▶ **Work to be completed**
Which lines of the entries contain the word "Instant"? Please list them.

-- Records for the exercise follows --

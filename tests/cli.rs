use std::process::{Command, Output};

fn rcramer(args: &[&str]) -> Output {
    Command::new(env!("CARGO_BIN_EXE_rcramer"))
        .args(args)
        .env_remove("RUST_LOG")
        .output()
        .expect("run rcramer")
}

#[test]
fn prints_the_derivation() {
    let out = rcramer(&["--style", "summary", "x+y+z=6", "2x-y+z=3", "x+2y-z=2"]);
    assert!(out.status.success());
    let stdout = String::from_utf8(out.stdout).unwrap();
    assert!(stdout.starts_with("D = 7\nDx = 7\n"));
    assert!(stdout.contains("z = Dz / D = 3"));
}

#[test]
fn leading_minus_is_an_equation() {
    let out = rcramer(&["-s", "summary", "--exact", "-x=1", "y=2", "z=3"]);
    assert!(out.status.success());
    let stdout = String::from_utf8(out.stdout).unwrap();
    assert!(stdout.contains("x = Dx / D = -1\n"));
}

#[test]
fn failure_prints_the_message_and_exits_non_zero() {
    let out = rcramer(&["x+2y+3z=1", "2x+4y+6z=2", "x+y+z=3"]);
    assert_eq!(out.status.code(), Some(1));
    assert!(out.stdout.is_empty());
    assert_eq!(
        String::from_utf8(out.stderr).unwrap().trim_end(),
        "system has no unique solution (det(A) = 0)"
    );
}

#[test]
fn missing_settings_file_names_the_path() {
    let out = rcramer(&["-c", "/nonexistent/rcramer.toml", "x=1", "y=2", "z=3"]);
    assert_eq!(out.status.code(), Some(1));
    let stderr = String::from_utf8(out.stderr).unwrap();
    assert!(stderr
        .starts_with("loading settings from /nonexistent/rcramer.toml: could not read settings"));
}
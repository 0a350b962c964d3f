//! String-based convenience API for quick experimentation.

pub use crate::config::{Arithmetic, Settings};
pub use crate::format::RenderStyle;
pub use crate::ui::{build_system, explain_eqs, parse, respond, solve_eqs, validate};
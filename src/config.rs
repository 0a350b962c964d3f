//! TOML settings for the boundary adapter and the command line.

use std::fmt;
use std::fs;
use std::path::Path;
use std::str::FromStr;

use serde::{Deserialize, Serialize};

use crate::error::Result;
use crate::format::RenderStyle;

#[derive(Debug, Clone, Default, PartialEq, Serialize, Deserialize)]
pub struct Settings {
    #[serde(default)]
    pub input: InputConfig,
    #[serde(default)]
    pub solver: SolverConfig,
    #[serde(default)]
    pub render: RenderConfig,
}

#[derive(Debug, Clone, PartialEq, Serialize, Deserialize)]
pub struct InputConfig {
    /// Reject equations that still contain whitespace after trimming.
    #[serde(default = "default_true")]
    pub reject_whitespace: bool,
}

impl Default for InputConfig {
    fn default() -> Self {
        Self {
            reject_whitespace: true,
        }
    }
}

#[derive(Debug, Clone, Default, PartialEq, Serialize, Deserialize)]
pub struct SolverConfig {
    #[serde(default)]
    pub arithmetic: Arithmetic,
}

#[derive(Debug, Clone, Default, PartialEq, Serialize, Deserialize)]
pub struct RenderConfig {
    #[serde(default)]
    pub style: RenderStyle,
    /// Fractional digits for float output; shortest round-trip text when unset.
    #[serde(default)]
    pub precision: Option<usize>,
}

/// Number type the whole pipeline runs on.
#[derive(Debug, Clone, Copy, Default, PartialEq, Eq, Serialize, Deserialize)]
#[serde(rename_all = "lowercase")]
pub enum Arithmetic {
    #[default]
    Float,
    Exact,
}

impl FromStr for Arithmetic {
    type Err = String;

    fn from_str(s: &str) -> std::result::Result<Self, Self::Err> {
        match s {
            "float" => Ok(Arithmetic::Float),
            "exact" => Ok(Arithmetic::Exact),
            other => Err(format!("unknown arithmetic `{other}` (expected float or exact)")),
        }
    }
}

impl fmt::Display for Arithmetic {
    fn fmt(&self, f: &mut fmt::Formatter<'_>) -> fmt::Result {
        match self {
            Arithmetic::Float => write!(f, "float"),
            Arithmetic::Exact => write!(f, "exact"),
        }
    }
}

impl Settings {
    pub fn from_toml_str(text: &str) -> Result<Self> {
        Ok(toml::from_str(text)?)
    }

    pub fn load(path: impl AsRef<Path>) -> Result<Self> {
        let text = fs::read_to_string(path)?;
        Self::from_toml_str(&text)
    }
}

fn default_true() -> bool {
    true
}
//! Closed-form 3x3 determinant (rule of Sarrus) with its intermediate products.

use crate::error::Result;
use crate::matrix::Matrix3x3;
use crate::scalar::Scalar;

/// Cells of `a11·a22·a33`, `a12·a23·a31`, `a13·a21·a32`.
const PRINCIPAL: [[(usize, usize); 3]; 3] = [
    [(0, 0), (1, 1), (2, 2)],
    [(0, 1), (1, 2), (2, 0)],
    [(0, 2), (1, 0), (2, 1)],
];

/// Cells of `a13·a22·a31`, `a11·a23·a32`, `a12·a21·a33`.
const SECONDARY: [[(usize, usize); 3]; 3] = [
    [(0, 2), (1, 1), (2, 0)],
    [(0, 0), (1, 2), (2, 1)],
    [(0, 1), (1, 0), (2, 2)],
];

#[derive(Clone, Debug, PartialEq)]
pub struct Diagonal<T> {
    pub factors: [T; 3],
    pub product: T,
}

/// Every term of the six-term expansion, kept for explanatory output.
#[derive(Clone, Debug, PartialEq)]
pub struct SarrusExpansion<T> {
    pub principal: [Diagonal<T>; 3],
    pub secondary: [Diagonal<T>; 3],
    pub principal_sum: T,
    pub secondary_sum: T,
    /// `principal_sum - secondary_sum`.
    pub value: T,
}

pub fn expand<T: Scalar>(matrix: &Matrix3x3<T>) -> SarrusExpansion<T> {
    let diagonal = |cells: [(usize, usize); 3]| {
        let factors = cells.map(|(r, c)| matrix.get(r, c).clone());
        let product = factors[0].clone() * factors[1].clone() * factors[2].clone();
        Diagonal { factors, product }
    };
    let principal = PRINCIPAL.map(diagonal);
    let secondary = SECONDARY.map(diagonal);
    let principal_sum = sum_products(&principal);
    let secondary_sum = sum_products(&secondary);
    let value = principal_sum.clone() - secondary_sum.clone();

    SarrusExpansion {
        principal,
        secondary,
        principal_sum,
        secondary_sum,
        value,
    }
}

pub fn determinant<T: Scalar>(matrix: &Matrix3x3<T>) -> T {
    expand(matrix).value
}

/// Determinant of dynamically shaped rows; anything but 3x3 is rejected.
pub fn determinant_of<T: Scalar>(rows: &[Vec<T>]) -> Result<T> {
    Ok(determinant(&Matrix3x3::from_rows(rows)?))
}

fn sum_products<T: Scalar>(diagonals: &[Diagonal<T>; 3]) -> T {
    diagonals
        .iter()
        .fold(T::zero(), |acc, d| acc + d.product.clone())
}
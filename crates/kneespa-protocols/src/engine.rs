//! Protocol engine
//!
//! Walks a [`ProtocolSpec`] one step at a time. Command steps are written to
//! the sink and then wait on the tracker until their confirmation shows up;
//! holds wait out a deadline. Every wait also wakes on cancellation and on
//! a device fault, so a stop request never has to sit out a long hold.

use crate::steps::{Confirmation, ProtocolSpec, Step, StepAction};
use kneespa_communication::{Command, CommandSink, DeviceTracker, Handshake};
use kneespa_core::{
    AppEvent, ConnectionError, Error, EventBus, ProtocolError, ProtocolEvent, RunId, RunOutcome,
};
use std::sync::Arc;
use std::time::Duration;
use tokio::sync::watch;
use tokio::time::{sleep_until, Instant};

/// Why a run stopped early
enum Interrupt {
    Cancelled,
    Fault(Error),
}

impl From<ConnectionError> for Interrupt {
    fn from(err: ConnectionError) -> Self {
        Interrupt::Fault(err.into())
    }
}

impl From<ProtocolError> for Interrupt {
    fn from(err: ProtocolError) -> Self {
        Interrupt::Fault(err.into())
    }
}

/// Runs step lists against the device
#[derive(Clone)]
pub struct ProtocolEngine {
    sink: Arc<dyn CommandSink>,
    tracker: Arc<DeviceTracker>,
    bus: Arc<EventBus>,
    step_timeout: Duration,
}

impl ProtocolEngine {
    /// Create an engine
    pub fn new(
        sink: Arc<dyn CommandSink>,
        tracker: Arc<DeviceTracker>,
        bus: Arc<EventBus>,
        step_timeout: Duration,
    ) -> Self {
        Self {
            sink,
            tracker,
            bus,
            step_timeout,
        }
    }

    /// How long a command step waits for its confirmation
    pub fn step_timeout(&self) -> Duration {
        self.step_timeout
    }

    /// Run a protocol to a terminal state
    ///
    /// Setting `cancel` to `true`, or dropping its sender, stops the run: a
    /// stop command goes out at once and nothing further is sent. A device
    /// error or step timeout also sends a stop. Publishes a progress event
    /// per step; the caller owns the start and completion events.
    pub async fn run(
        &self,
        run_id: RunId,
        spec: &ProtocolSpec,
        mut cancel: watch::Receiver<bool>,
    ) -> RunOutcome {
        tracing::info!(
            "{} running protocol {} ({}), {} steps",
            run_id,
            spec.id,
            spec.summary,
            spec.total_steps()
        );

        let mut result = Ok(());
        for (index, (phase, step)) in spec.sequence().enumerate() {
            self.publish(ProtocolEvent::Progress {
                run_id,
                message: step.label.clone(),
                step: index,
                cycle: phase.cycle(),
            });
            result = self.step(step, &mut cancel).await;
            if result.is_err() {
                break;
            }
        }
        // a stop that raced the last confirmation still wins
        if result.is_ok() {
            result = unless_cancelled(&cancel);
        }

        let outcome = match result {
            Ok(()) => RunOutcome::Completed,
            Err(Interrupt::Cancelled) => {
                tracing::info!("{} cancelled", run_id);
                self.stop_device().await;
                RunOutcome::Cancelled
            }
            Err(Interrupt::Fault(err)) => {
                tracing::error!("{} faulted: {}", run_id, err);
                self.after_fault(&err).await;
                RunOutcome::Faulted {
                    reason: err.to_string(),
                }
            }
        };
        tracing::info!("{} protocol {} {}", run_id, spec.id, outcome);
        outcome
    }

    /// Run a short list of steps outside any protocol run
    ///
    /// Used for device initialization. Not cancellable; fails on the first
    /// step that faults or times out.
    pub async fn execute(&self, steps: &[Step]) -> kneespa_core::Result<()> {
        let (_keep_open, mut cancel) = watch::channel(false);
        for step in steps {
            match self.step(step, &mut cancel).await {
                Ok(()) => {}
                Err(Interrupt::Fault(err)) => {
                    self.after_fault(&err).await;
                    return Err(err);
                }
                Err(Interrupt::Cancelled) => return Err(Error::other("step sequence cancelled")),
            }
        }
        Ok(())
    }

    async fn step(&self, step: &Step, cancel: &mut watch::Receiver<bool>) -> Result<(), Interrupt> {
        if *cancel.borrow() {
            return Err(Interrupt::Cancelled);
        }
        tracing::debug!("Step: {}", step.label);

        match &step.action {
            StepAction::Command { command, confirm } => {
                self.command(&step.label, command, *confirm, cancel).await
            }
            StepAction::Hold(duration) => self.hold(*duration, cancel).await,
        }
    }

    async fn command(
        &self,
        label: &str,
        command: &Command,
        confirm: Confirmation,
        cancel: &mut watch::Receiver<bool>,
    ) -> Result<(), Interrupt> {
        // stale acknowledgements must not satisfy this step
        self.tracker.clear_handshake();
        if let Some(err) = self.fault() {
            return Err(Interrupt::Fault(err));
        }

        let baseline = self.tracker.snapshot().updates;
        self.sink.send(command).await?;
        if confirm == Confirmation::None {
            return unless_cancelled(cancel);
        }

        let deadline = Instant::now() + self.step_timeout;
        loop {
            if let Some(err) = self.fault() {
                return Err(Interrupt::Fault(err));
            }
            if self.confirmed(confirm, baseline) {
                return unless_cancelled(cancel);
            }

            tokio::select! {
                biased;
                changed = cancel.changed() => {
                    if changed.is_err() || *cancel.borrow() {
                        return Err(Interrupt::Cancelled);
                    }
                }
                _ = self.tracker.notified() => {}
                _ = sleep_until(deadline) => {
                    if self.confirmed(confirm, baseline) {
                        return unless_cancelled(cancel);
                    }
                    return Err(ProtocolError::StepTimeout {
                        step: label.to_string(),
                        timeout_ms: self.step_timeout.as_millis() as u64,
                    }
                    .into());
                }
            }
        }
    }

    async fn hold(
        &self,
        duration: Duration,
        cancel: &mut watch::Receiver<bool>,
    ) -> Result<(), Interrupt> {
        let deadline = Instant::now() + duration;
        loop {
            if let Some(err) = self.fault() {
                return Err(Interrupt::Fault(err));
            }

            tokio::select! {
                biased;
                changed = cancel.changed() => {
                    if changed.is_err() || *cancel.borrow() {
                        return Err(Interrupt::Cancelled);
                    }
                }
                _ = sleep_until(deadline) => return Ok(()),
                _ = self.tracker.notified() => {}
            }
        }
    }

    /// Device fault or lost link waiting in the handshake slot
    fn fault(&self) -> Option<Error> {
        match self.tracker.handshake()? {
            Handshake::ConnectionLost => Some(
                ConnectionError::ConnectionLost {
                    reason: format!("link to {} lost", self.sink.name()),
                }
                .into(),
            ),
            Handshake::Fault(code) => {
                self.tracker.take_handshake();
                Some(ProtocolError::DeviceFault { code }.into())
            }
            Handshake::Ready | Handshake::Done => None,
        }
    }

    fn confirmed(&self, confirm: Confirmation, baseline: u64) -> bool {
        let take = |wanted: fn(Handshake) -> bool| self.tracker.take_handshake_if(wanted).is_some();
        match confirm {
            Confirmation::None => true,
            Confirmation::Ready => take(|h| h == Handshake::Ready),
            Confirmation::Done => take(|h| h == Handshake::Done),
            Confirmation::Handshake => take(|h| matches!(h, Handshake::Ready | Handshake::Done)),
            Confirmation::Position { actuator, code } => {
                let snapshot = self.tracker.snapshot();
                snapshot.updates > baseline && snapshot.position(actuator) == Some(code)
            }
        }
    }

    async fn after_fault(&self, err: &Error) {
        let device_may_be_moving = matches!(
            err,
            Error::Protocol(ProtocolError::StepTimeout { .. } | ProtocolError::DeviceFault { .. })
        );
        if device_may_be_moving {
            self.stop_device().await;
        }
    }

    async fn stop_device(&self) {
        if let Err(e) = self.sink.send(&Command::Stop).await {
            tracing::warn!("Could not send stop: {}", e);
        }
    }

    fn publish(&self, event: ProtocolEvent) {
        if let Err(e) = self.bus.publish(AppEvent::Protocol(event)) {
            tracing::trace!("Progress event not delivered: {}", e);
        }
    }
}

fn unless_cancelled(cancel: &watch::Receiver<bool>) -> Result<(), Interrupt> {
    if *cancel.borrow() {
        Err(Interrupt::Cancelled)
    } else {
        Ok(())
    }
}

-- Records for the exercise concluded --

▶ **Task response**
use tokio::time::{sleep_until, Instant};
        let deadline = Instant::now() + self.step_timeout;
        let deadline = Instant::now() + duration;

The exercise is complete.